En el fabuloso ensayo  Compórtate, la biología que hay detrás de nuestros mejores y peores comportamientos, el neurobiólogo Robert Sapolsky dedica gran parte de su estudio a explicar la dicotomía Nosotros- Ellos, inercia tribal imbatible para la constitución del chivo expiatorio. Tendemos a la confianza, la generosidad y la cooperación hacia los miembros de nuestro grupo (Nosotros), y desplegamos un comportamiento acerbado y susceptible de entrañar violencia hacia otros grupos (Ellos). Si convenimos que fascismo es el modo de repudiar  e intentar fracturar cualquier otro sentir que no sea el propio, este propósito confiere arraigo a esta categorización tan agonal de Nosotros-Ellos. Afortunadamente Sapolsky afirma que existen factores que remiten esta peligrosa dicotomía, y, por tanto, me permito agregar, también ayudan a elidir esa renuencia a aceptar sin victimizarse la existencia de pluralidad y heterogeneidad humanas. 

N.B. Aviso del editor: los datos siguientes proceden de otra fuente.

fn run_app(mut app: TuiApp) -> Result<(), String> {
    terminal::enable_raw_mode()
        .map_err(|e| format!("failed to enable raw mode: {}", e))?;
    stdout()
        .execute(EnterAlternateScreen)
        .map_err(|e| format!("failed to enter alternate screen: {}", e))?;
    stdout()
        .execute(EnableMouseCapture)
        .map_err(|e| format!("failed to enable mouse capture: {}", e))?;

    struct Cleanup;
    impl Drop for Cleanup {
        fn drop(&mut self) {
            let _ = stdout().execute(DisableMouseCapture);
            let _ = stdout().execute(LeaveAlternateScreen);
            let _ = terminal::disable_raw_mode();
        }
    }
    let _cleanup = Cleanup;

    let backend = CrosstermBackend::new(stdout());
    let mut terminal =
        Terminal::new(backend).map_err(|e| format!("failed to create terminal: {}", e))?;

    loop {
        let term_size = terminal
            .size()
            .map(|s| Rect::new(0, 0, s.width, s.height))
            .unwrap_or_default();
        let chrome = if app.settings.show_status_bar { 3u16 } else { 2u16 };
        let visible_rows = term_size.height.saturating_sub(chrome) as usize;
        app.ensure_visible(visible_rows, term_size.width);

        terminal
            .draw(|frame| app.draw(frame))
            .map_err(|e| format!("draw error: {}", e))?;

        if event::poll(Duration::from_millis(100))
            .map_err(|e| format!("event poll error: {}", e))?
        {
            match event::read().map_err(|e| format!("event read error: {}", e))? {
                Event::Key(key) => app.handle_key(key),
                Event::Mouse(mouse) => app.handle_mouse(mouse, visible_rows),
                _ => {}
            }
        }

        if app.should_quit {
            break;
        }
    }

    Ok(())
}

Sapolsky propone entre otros factores preventivos la necesidad de darse cuenta de los  estrepitosos prejuicios con los que construimos las narrativas en las que luego se apoyan nuestros argumentos y creencias, «ser consciente de nuestra sensibilidad a la repugnancia, al resentimiento y a la envidia; reconocer la multiplicidad de dicotomías Nosotros-Ellos que albergamos y enfatizar aquellas en las que el Ellos se convierte en un Nosotros; contactar con un miembro de Ellos en las circunstancias correctas; resistirse al esencialismo; asumir otra perspectiva; y, por encima de todo, individualizar a los miembros del grupo Ellos». Cuando se personaliza y se pone nombre y apellidos a los seres humanos, se humaniza el trato. Cuando nos humanizamos al tratarnos, propendemos a reprimir los juicios precipitados y superficiales. Cuando pensamos sin prisas e intercambiamos pareceres con personas que padecen una historia de sufrimiento, solemos mostrar diligencia y cuidado con la dignidad de la que es titular esa persona por el hecho de ser una persona tan extraordinaria como lo son todas las demás por serlo. La filiación a la humanidad disuelve cualquier dicotomía porque está por encima de todas las que se puedan fabular.